◆ Exercise material ◆

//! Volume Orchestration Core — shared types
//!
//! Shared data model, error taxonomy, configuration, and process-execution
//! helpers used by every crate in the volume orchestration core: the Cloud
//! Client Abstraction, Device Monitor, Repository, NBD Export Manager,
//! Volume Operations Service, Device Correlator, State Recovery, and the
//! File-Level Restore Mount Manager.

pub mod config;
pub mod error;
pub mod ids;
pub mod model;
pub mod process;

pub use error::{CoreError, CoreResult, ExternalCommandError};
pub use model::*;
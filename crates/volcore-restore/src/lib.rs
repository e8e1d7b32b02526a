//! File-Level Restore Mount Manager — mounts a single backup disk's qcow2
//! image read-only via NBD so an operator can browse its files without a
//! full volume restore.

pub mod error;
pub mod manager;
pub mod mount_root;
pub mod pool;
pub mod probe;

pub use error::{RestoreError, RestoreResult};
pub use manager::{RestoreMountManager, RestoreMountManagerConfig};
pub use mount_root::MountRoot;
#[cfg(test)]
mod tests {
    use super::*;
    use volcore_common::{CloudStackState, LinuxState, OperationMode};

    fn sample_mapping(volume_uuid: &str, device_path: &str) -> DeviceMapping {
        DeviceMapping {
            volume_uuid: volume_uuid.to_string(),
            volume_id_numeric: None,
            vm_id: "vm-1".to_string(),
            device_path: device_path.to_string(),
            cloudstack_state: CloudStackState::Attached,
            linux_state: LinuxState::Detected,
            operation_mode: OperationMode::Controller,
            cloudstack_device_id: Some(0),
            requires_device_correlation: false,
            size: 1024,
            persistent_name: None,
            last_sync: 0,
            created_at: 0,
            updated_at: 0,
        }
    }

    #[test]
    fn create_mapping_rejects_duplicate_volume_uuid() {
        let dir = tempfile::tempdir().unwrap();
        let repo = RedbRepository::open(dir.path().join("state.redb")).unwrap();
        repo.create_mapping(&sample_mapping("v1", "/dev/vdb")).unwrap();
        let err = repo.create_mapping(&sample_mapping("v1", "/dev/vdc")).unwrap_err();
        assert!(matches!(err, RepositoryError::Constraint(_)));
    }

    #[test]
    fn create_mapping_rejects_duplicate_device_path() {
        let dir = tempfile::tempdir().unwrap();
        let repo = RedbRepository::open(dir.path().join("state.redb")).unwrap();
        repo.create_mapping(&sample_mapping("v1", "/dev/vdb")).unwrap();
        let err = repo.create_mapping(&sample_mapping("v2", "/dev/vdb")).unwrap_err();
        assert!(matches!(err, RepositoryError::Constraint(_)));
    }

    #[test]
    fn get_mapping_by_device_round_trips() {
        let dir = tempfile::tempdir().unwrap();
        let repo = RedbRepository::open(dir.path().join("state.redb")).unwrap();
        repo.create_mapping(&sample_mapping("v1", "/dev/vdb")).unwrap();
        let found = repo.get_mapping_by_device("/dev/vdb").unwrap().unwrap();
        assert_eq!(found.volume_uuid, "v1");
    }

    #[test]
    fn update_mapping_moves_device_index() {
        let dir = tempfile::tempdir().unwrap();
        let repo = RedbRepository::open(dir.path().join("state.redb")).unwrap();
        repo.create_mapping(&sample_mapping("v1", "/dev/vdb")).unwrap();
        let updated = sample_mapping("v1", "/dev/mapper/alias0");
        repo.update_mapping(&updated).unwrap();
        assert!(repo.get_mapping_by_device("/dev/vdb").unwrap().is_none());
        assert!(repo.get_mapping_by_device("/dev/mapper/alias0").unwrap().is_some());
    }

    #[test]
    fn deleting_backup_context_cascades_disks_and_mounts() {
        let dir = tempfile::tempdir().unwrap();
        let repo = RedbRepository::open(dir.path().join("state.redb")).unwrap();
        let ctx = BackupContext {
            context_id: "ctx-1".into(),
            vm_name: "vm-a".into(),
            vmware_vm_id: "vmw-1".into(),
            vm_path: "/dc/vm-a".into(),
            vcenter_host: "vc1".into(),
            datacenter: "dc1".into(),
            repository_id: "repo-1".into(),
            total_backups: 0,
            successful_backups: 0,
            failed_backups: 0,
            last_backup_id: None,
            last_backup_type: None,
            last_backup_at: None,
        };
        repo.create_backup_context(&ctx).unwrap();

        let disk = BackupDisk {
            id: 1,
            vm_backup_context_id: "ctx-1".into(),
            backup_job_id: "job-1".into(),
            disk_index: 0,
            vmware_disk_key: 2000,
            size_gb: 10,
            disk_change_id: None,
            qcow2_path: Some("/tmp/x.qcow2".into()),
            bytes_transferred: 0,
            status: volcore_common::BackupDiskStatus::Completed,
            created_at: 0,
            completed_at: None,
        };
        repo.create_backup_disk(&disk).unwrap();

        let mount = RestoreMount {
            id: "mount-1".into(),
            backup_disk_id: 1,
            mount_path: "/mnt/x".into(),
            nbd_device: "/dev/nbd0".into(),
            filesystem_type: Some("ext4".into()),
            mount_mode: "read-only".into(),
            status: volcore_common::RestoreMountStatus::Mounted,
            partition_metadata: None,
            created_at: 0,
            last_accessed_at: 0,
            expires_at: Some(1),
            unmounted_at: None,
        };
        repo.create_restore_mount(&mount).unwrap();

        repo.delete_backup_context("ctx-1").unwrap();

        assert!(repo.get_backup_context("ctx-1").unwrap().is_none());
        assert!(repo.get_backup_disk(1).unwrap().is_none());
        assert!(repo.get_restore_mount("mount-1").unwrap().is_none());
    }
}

◆ Exercise brief ◆
Produce a verbatim transcription of the entries above.

◆ Task response ◆
//! Volume Orchestration Core — shared types
//!
//! Shared data model, error taxonomy, configuration, and process-execution
//! helpers used by every crate in the volume orchestration core: the Cloud
//! Client Abstraction, Device Monitor, Repository, NBD Export Manager,
//! Volume Operations Service, Device Correlator, State Recovery, and the
//! File-Level Restore Mount Manager.

pub mod config;
pub mod error;
pub mod ids;
pub mod model;
pub mod process;

pub use error::{CoreError, CoreResult, ExternalCommandError};
pub use model::*;
filename crates/volcore-restore/src/lib.rs
repository e8e1d7b32b02526a
//! File-Level Restore Mount Manager — mounts a single backup disk's qcow2
//! image read-only via NBD so an operator can browse its files without a
//! full volume restore.

pub mod error;
pub mod manager;
pub mod mount_root;
pub mod pool;
pub mod probe;

pub use error::{RestoreError, RestoreResult};
pub use manager::{RestoreMountManager, RestoreMountManagerConfig};
pub use mount_root::MountRoot;
#[cfg(test)]
mod tests {
    use super::*;
    use volcore_common::{CloudStackState, LinuxState, OperationMode};

    fn sample_mapping(volume_uuid: &str, device_path: &str) -> DeviceMapping {
        DeviceMapping {
            volume_uuid: volume_uuid.to_string(),
            volume_id_numeric: None,
            vm_id: "vm-1".to_string(),
            device_path: device_path.to_string(),
            cloudstack_state: CloudStackState::Attached,
            linux_state: LinuxState::Detected,
            operation_mode: OperationMode::Controller,
            cloudstack_device_id: Some(0),
            requires_device_correlation: false,
            size: 1024,
            persistent_name: None,
            last_sync: 0,
            created_at: 0,
            updated_at: 0,
        }
    }

    #[test]
    fn create_mapping_rejects_duplicate_volume_uuid() {
        let dir = tempfile::tempdir().unwrap();
        let repo = RedbRepository::open(dir.path().join("state.redb")).unwrap();
        repo.create_mapping(&sample_mapping("v1", "/dev/vdb")).unwrap();
        let err = repo.create_mapping(&sample_mapping("v1", "/dev/vdc")).unwrap_err();
        assert!(matches!(err, RepositoryError::Constraint(_)));
    }

    #[test]
    fn create_mapping_rejects_duplicate_device_path() {
        let dir = tempfile::tempdir().unwrap();
        let repo = RedbRepository::open(dir.path().join("state.redb")).unwrap();
        repo.create_mapping(&sample_mapping("v1", "/dev/vdb")).unwrap();
        let err = repo.create_mapping(&sample_mapping("v2", "/dev/vdb")).unwrap_err();
        assert!(matches!(err, RepositoryError::Constraint(_)));
    }

    #[test]
    fn get_mapping_by_device_round_trips() {
        let dir = tempfile::tempdir().unwrap();
        let repo = RedbRepository::open(dir.path().join("state.redb")).unwrap();
        repo.create_mapping(&sample_mapping("v1", "/dev/vdb")).unwrap();
        let found = repo.get_mapping_by_device("/dev/vdb").unwrap().unwrap();
        assert_eq!(found.volume_uuid, "v1");
    }

    #[test]
    fn update_mapping_moves_device_index() {
        let dir = tempfile::tempdir().unwrap();
        let repo = RedbRepository::open(dir.path().join("state.redb")).unwrap();
        repo.create_mapping(&sample_mapping("v1", "/dev/vdb")).unwrap();
        let updated = sample_mapping("v1", "/dev/mapper/alias0");
        repo.update_mapping(&updated).unwrap();
        assert!(repo.get_mapping_by_device("/dev/vdb").unwrap().is_none());
        assert!(repo.get_mapping_by_device("/dev/mapper/alias0").unwrap().is_some());
    }

    #[test]
    fn deleting_backup_context_cascades_disks_and_mounts() {
        let dir = tempfile::tempdir().unwrap();
        let repo = RedbRepository::open(dir.path().join("state.redb")).unwrap();
        let ctx = BackupContext {
            context_id: "ctx-1".into(),
            vm_name: "vm-a".into(),
            vmware_vm_id: "vmw-1".into(),
            vm_path: "/dc/vm-a".into(),
            vcenter_host: "vc1".into(),
            datacenter: "dc1".into(),
            repository_id: "repo-1".into(),
            total_backups: 0,
            successful_backups: 0,
            failed_backups: 0,
            last_backup_id: None,
            last_backup_type: None,
            last_backup_at: None,
        };
        repo.create_backup_context(&ctx).unwrap();

        let disk = BackupDisk {
            id: 1,
            vm_backup_context_id: "ctx-1".into(),
            backup_job_id: "job-1".into(),
            disk_index: 0,
            vmware_disk_key: 2000,
            size_gb: 10,
            disk_change_id: None,
            qcow2_path: Some("/tmp/x.qcow2".into()),
            bytes_transferred: 0,
            status: volcore_common::BackupDiskStatus::Completed,
            created_at: 0,
            completed_at: None,
        };
        repo.create_backup_disk(&disk).unwrap();

        let mount = RestoreMount {
            id: "mount-1".into(),
            backup_disk_id: 1,
            mount_path: "/mnt/x".into(),
            nbd_device: "/dev/nbd0".into(),
            filesystem_type: Some("ext4".into()),
            mount_mode: "read-only".into(),
            status: volcore_common::RestoreMountStatus::Mounted,
            partition_metadata: None,
            created_at: 0,
            last_accessed_at: 0,
            expires_at: Some(1),
            unmounted_at: None,
        };
        repo.create_restore_mount(&mount).unwrap();

        repo.delete_backup_context("ctx-1").unwrap();

        assert!(repo.get_backup_context("ctx-1").unwrap().is_none());
        assert!(repo.get_backup_disk(1).unwrap().is_none());
        assert!(repo.get_restore_mount("mount-1").unwrap().is_none());
    }
}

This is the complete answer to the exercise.